Why do I feel like this could be Mheiri when she was a kid
Oh, so I'm not the only one who thought about it!😂
I think her parents ended up wishing she was still in love with a shoemaker....
@@meridaskywalker7816 then she’d live closer to home ;)
WHAT LANGUAGE IS THIS?! I LOVE IT
probably Gaelic
It's Irish :)
Irish Gaelic.. :-)
Americans call it Gaelic, the Irish call it the Irish language, Gaeilge or just plain Irish. It's what the Irish spoke up until the 1700s as a first language when the English forced them to speak English and tried to eradicate Irish culture.
it's the southwestern dialect of Irish (Co. Kerry).

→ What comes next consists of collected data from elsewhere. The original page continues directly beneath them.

// III-IV
// Copyright 2023 Julio Merino
//
// Licensed under the Apache License, Version 2.0 (the "License"); you may not
// use this file except in compliance with the License.  You may obtain a copy
// of the License at:
//
//     http://www.apache.org/licenses/LICENSE-2.0
//
// Unless required by applicable law or agreed to in writing, software
// distributed under the License is distributed on an "AS IS" BASIS, WITHOUT
// WARRANTIES OR CONDITIONS OF ANY KIND, either express or implied.  See the
// License for the specific language governing permissions and limitations
// under the License.

//! Database abstraction to manipulate accounts.

use crate::model::{Account, AccountId, HashedPassword, PersonName, Role};
#[cfg(feature = "postgres")]
use rideshare_core::db::postgres;
#[cfg(any(feature = "sqlite", test))]
use rideshare_core::db::sqlite;
use rideshare_core::db::{DbError, DbResult, Executor, expect_one_row};
use rideshare_core::model::EmailAddress;
use sqlx::Row;
#[cfg(feature = "postgres")]
use sqlx::postgres::PgRow;
#[cfg(any(feature = "sqlite", test))]
use sqlx::sqlite::SqliteRow;
use std::str::FromStr;

/// Builds an `Account` from the raw values of a row.
fn build_account(
    id: i64,
    email: String,
    first_name: String,
    surname: String,
    password: String,
    role: String,
) -> DbResult<Account> {
    Ok(Account::new(
        AccountId::from(id),
        EmailAddress::new(email)?,
        PersonName::new(first_name)?,
        PersonName::new(surname)?,
        HashedPassword::new(password),
        Role::from_str(&role)?,
    ))
}

#[cfg(feature = "postgres")]
impl TryFrom<PgRow> for Account {
    type Error = DbError;

    fn try_from(row: PgRow) -> DbResult<Self> {
        let id: i64 = row.try_get("id").map_err(postgres::map_sqlx_error)?;
        let email: String = row.try_get("email").map_err(postgres::map_sqlx_error)?;
        let first_name: String = row.try_get("first_name").map_err(postgres::map_sqlx_error)?;
        let surname: String = row.try_get("surname").map_err(postgres::map_sqlx_error)?;
        let password: String = row.try_get("password").map_err(postgres::map_sqlx_error)?;
        let role: String = row.try_get("role").map_err(postgres::map_sqlx_error)?;
        build_account(id, email, first_name, surname, password, role)
    }
}

#[cfg(any(feature = "sqlite", test))]
impl TryFrom<SqliteRow> for Account {
    type Error = DbError;

    fn try_from(row: SqliteRow) -> DbResult<Self> {
        let id: i64 = row.try_get("id").map_err(sqlite::map_sqlx_error)?;
        let email: String = row.try_get("email").map_err(sqlite::map_sqlx_error)?;
        let first_name: String = row.try_get("first_name").map_err(sqlite::map_sqlx_error)?;
        let surname: String = row.try_get("surname").map_err(sqlite::map_sqlx_error)?;
        let password: String = row.try_get("password").map_err(sqlite::map_sqlx_error)?;
        let role: String = row.try_get("role").map_err(sqlite::map_sqlx_error)?;
        build_account(id, email, first_name, surname, password, role)
    }
}

/// Creates a new account and returns it with its newly-assigned identifier.
///
/// Fails with `AlreadyExists` if the `email` is already taken by another account.
pub(crate) async fn create_account(
    ex: &mut Executor,
    email: EmailAddress,
    first_name: PersonName,
    surname: PersonName,
    password: HashedPassword,
    role: Role,
) -> DbResult<Account> {
    let id = match ex {
        #[cfg(feature = "postgres")]
        Executor::Postgres(ex) => {
            let query_str = "
                INSERT INTO accounts (email, first_name, surname, password, role)
                VALUES ($1, $2, $3, $4, $5)
                RETURNING id";
            let row = sqlx::query(query_str)
                .bind(email.as_str())
                .bind(first_name.as_str())
                .bind(surname.as_str())
                .bind(password.as_str())
                .bind(role.as_str())
                .fetch_one(ex.conn())
                .await
                .map_err(postgres::map_sqlx_error)?;
            row.try_get::<i64, _>("id").map_err(postgres::map_sqlx_error)?
        }

        #[cfg(any(feature = "sqlite", test))]
        Executor::Sqlite(ex) => {
            let query_str = "
                INSERT INTO accounts (email, first_name, surname, password, role)
                VALUES (?, ?, ?, ?, ?)";
            let done = sqlx::query(query_str)
                .bind(email.as_str())
                .bind(first_name.as_str())
                .bind(surname.as_str())
                .bind(password.as_str())
                .bind(role.as_str())
                .execute(ex.conn())
                .await
                .map_err(sqlite::map_sqlx_error)?;
            expect_one_row(done.rows_affected())?;
            done.last_insert_rowid()
        }

        #[allow(unused)]
        _ => unreachable!(),
    };

    Ok(Account::new(AccountId::from(id), email, first_name, surname, password, role))
}

/// Gets the account identified by `id`.
pub(crate) async fn get_account(ex: &mut Executor, id: AccountId) -> DbResult<Account> {
    match ex {
        #[cfg(feature = "postgres")]
        Executor::Postgres(ex) => {
            let query_str = "SELECT * FROM accounts WHERE id = $1";
            let row = sqlx::query(query_str)
                .bind(id.as_i64())
                .fetch_one(ex.conn())
                .await
                .map_err(postgres::map_sqlx_error)?;
            Account::try_from(row)
        }

        #[cfg(any(feature = "sqlite", test))]
        Executor::Sqlite(ex) => {
            let query_str = "SELECT * FROM accounts WHERE id = ?";
            let row = sqlx::query(query_str)
                .bind(id.as_i64())
                .fetch_one(ex.conn())
                .await
                .map_err(sqlite::map_sqlx_error)?;
            Account::try_from(row)
        }

        #[allow(unused)]
        _ => unreachable!(),
    }
}

/// Gets the account whose address is `email`.
pub(crate) async fn get_account_by_email(
    ex: &mut Executor,
    email: &EmailAddress,
) -> DbResult<Account> {
    match ex {
        #[cfg(feature = "postgres")]
        Executor::Postgres(ex) => {
            let query_str = "SELECT * FROM accounts WHERE email = $1";
            let row = sqlx::query(query_str)
                .bind(email.as_str())
                .fetch_one(ex.conn())
                .await
                .map_err(postgres::map_sqlx_error)?;
            Account::try_from(row)
        }

        #[cfg(any(feature = "sqlite", test))]
        Executor::Sqlite(ex) => {
            let query_str = "SELECT * FROM accounts WHERE email = ?";
            let row = sqlx::query(query_str)
                .bind(email.as_str())
                .fetch_one(ex.conn())
                .await
                .map_err(sqlite::map_sqlx_error)?;
            Account::try_from(row)
        }

        #[allow(unused)]
        _ => unreachable!(),
    }
}

/// Gets all accounts, sorted by identifier.
pub(crate) async fn get_accounts(ex: &mut Executor) -> DbResult<Vec<Account>> {
    let query_str = "SELECT * FROM accounts ORDER BY id";
    match ex {
        #[cfg(feature = "postgres")]
        Executor::Postgres(ex) => {
            let rows = sqlx::query(query_str)
                .fetch_all(ex.conn())
                .await
                .map_err(postgres::map_sqlx_error)?;
            rows.into_iter().map(Account::try_from).collect()
        }

        #[cfg(any(feature = "sqlite", test))]
        Executor::Sqlite(ex) => {
            let rows =
                sqlx::query(query_str).fetch_all(ex.conn()).await.map_err(sqlite::map_sqlx_error)?;
            rows.into_iter().map(Account::try_from).collect()
        }

        #[allow(unused)]
        _ => unreachable!(),
    }
}

/// Overwrites the stored properties of `account`, which must already exist.
pub(crate) async fn update_account(ex: &mut Executor, account: &Account) -> DbResult<()> {
    let rows_affected = match ex {
        #[cfg(feature = "postgres")]
        Executor::Postgres(ex) => {
            let query_str = "
                UPDATE accounts
                SET email = $1, first_name = $2, surname = $3, password = $4, role = $5
                WHERE id = $6";
            let done = sqlx::query(query_str)
                .bind(account.email().as_str())
                .bind(account.first_name().as_str())
                .bind(account.surname().as_str())
                .bind(account.password().as_str())
                .bind(account.role().as_str())
                .bind(account.id().as_i64())
                .execute(ex.conn())
                .await
                .map_err(postgres::map_sqlx_error)?;
            done.rows_affected()
        }

        #[cfg(any(feature = "sqlite", test))]
        Executor::Sqlite(ex) => {
            let query_str = "
                UPDATE accounts
                SET email = ?, first_name = ?, surname = ?, password = ?, role = ?
                WHERE id = ?";
            let done = sqlx::query(query_str)
                .bind(account.email().as_str())
                .bind(account.first_name().as_str())
                .bind(account.surname().as_str())
                .bind(account.password().as_str())
                .bind(account.role().as_str())
                .bind(account.id().as_i64())
                .execute(ex.conn())
                .await
                .map_err(sqlite::map_sqlx_error)?;
            done.rows_affected()
        }

        #[allow(unused)]
        _ => unreachable!(),
    };
    expect_one_row(rows_affected)
}

/// Deletes the account identified by `id`.
///
/// The caller is responsible for deleting any entities that reference the account first.
pub(crate) async fn delete_account(ex: &mut Executor, id: AccountId) -> DbResult<()> {
    let rows_affected = match ex {
        #[cfg(feature = "postgres")]
        Executor::Postgres(ex) => {
            let done = sqlx::query("DELETE FROM accounts WHERE id = $1")
                .bind(id.as_i64())
                .execute(ex.conn())
                .await
                .map_err(postgres::map_sqlx_error)?;
            done.rows_affected()
        }

        #[cfg(any(feature = "sqlite", test))]
        Executor::Sqlite(ex) => {
            let done = sqlx::query("DELETE FROM accounts WHERE id = ?")
                .bind(id.as_i64())
                .execute(ex.conn())
                .await
                .map_err(sqlite::map_sqlx_error)?;
            done.rows_affected()
        }

        #[allow(unused)]
        _ => unreachable!(),
    };
    expect_one_row(rows_affected)
}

If anyone knows anything about getting started learning the Irish Celtic or Gaelic languages let me know, I’m interested in trying my hand at one of the two. Also if you are someone or know someone who speaks either language i’d love to pick your brain.
I speak irish if you had questions?
@@whistlingbanshee5038 Irish Gaelic right? How did you learn? And what are some good ways to get comfortable with the language?
@@fraangelico803 school. It's a mandetory subject through Primary and Secondary school so everyone learns it. It's taught terribly though, no one is fluent in it.
Duolingo is actually brilliant for irish if your just starting out. It will give you good key words and phrases that will get you comfortable with reading it. I used it and it felt like doing primary school grammer again 😊.
Then TG4 is the Irish tv station. If you search on youtube there's shows like Aifric and Ros na Rún which it can be helpful to watch to see conversations. ua-cam.com/video/JqYtG9BNhfM/v-deo.html
Seo Linn do pop songs in Irish too. They're not direct translations but it can help as you know broadly what the translations is 😊.
@@whistlingbanshee5038 Oh my god thank you, this was an extremely helpful response. I was using duolingo which was helpful, but I assumed it probably wouldn’t be the best way to get comfortable with the more involved areas of the language. Thank you for the recs, plus I’m always looking for music to help learn languages through, so I can’t wait to check that stuff out. Much appreciated! 🍀
@@fraangelico803What was the recommendation the person gave? I also want to learn this language.
I am curious, what is the singer’s 'voice type'? Soprano? Mezzo?
She is 10 or 11 in love with the shoemaker ? No you can not go to the fair! Lol!
👞>💰💰💰💰💰💰
A major 😂
Please do tha mo ghaol! I probably spelled that wrong...
>you cant go to the ball
>but mom i love balls!
Wait but at the beginning
Why is there wii sports start up music
listen for it. Can. Never. unhear.
LMAO I ALREADY FRECKIN TYPED THIS TWO MONTHS AGO? Lololol it's still there
What type of accent is this?
Clair Ryan I mean there are three types of Irish
@@NiennaFan1 I heard there are more.
R
Wait this girl is 10 and wanting to marry??
Marry them young
Probably just has a huge crush on the guy.
I mean it's not that weird. My friend had a huge crush on the dentist when she was like 9. The dentist was like 35
why can't her mother just say "NO"?
'Cause there wouldn't be much of a song
@@gracequach6769 Oh yeah that's true
She basically is, saying “don’t ask me that.” The kid is not being cooperative.